Short help for those who would like to understand the sources of simulation algorithms
After installation of the program the sources of the of simulation algorithms can be found at the path Repositories/FitSuiteProvided/standard/src relative to the main directory of the program. The documentation of these files is available at Repositories/FitSuiteProvided/standard/doc. This is still far from to be complete, but may be helpful. E.g. The ‘main routines’ belonging to X-ray reflectometry are in file synrockexD.f. There are also other files which contain essential routines called by the main routines, but we think it will not be a problem to find them starting from synrockexD.f with the help of the corresponding html file in the documentation (like Repositories/FitSuiteProvided/standard/doc/html/synrockexD_8f-source.html), where the function calls are links.
What may be a bit problematic to understand, how the parameters and the layer structure are obtained from the subroutines arguments provided by the main program FitSuite, therefore we try to give you some help here. We think it is easier to explain through examples, so let see some. In synrockexD.f you will find a lot subroutine calls like ‘call getpropertyoftype(k,pr_background,pinf,ad_background)’. Here ‘k’ is a number determining the object (FitSuite terminology e.g. layer) whose parameters you are interested in. The second argument pr_background is a constant read in from common blocks (available in Repositories/FitSuiteProvided/standard/src/structyid/), showing which parameter you are interested in, on the interface of FitSuite you will find the same parameters without the prefix pr_ (ot ipr_ in case of integers). pinf is an array provided by the FitSuite containing information about the addresses (indices) of the parameters in arrays p (real numbers) and p_i (integer numbers). These addresses are returned in the last argument, in this example ad_background. After calling getpropertyoftype(k,pr_background,pinf,ad_background) the background value will be p(ad_background).
Similarly, following the same logic, we may obtain addresses of array, using the subroutines like getinputaroftype, getoutputaroftype, getoutputaroftype, getconstaroftype, ...
To obtain the first argument of getpropertyoftype, e.g. for a layer we have some other subroutines. These number for the root (object) in the object tree hierarchy is always provided as the first argument of the ‘main’ subroutines, like in synrockexd the argument cur_scheme. Starting from this we can determine the corresponding arguments for each object with the help of the subroutines childrennumber, firstChild, nextchild and isgroup. E.g.:
call childrennumber(cur_scheme,pinf,j) ! returns in j the number of children in the root in this case the number of incoherent parts. (An incoherent part is used, when the sample, has inhomogenities (e.g.: wedged sample), that it can be divided into smaller approximately homogeneous parts, whose contribution can be taken into account by summing up them incoherently, i.e. the intensities and not the amplitudes.)

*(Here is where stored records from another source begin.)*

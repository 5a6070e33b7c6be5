//! Local persistence for gemchat: JSON key-value documents, versioned DTOs,
//! file-backed repositories and `config.toml`.

pub mod config_service;
pub mod conversation_repository;
pub mod credential_repository;
pub mod dto;
pub mod paths;
pub mod storage;

pub use crate::config_service::ConfigService;
pub use crate::conversation_repository::FileConversationRepository;
pub use crate::credential_repository::FileCredentialRepository;
pub use crate::paths::GemchatPaths;
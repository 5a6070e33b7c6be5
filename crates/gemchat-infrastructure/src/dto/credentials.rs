//! Credentials DTOs
//!
//! ## Version History
//! - **1.0.0**: API key and model name

use serde::{Deserialize, Serialize};
use version_migrate::{FromDomain, IntoDomain, Versioned};

use gemchat_core::credentials::Credentials;

/// Credentials DTO V1.0.0
#[derive(Clone, Serialize, Deserialize, Versioned)]
#[versioned(version = "1.0.0")]
#[serde(rename_all = "camelCase")]
pub struct CredentialsV1_0_0 {
    #[serde(default)]
    pub api_key: String,
    #[serde(default)]
    pub model_name: String,
}

impl IntoDomain<Credentials> for CredentialsV1_0_0 {
    fn into_domain(self) -> Credentials {
        Credentials::new(self.api_key, self.model_name)
    }
}

impl FromDomain<Credentials> for CredentialsV1_0_0 {
    fn from_domain(credentials: Credentials) -> Self {
        CredentialsV1_0_0 {
            api_key: credentials.api_key,
            model_name: credentials.model_name,
        }
    }
}

/// Creates a Migrator for stored credentials.
pub fn create_credentials_migrator() -> version_migrate::Migrator {
    version_migrate::migrator!("credentials" => [
        CredentialsV1_0_0,
        Credentials
    ], save = true)
    .expect("Failed to create credentials migrator")
}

call firstChild(cur_scheme,pinf,cur_incoh) !returns in cur_incoh the address of the information block in array pinf belonging to the first incoherent part.
if(j .gt. 0)then ! there is at least one incoherent part
do i=1,j !let see each incoherent part
layernumber=0
call childrennumber(cur_incoh,pinf,laynumber) ! the incoherent parts may contain layers
if(layernumber .gt. 0)then !there is at least one layer
call firstChild(cur_incoh,pinf,cur_lay)
do v=1,layernumber
call getpropertyoftype(cur_lay,pr_thickness,pinf,ad_thickness)

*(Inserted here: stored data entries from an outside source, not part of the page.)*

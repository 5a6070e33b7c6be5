//! Conversation persistence trait.

use std::collections::BTreeMap;

use async_trait::async_trait;
use serde::{Deserialize, Serialize};

use super::model::Conversation;
use crate::error::Result;

/// Everything the store persists: the threads and the active selection.
#[derive(Debug, Clone, Default, PartialEq, Serialize, Deserialize)]
#[serde(rename_all = "camelCase")]
pub struct ConversationArchive {
    pub conversations: BTreeMap<String, Conversation>,
    #[serde(default)]
    pub active_id: Option<String>,
}

/// Storage backend for the conversation archive.
///
/// The whole archive is read and written as one unit, so implementations
/// only need to make a single write atomic.
#[async_trait]
pub trait ConversationRepository: Send + Sync {
    /// Reads the archive.
    ///
    /// # Returns
    ///
    /// - `Ok(Some(archive))`: an archive was stored and could be migrated
    /// - `Ok(None)`: nothing stored yet
    /// - `Err(_)`: the stored data could not be read or migrated
    async fn load(&self) -> Result<Option<ConversationArchive>>;

    /// Replaces the stored archive.
    async fn save(&self, archive: &ConversationArchive) -> Result<()>;
}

thickness(i,v)=p(ad_thickness) !the thickness of the v-th layer in the i-th incoherent part.
call nextchild(cur_lay,pinf,gg) !returns in gg the address of the information block in array pinf belonging to the next layer.
cur_lay=gg !update cur_lay and continue
end do
call nextchild(cur_incoh,pinf,utemp) !returns in utemp the address of the information block in array pinf belonging to the next incoherent part.
cur_incoh=utemp !update cur_incoh and continue
end do
end if
In this example we do not have layer groups, for which we have the subroutine isgroup. E.g.: call isgroup(cur_lay,pinf,g) returns in g the group repetition number if ‘cur_lay corresponds to a layer group’ and 0 if it is a layer. If it is a group, then contains layers then after a call like call childrennumber(cur_lay,pinf,lx) lx will be the number of layers in this group. In synrockexD.f you will find code where groups may appear.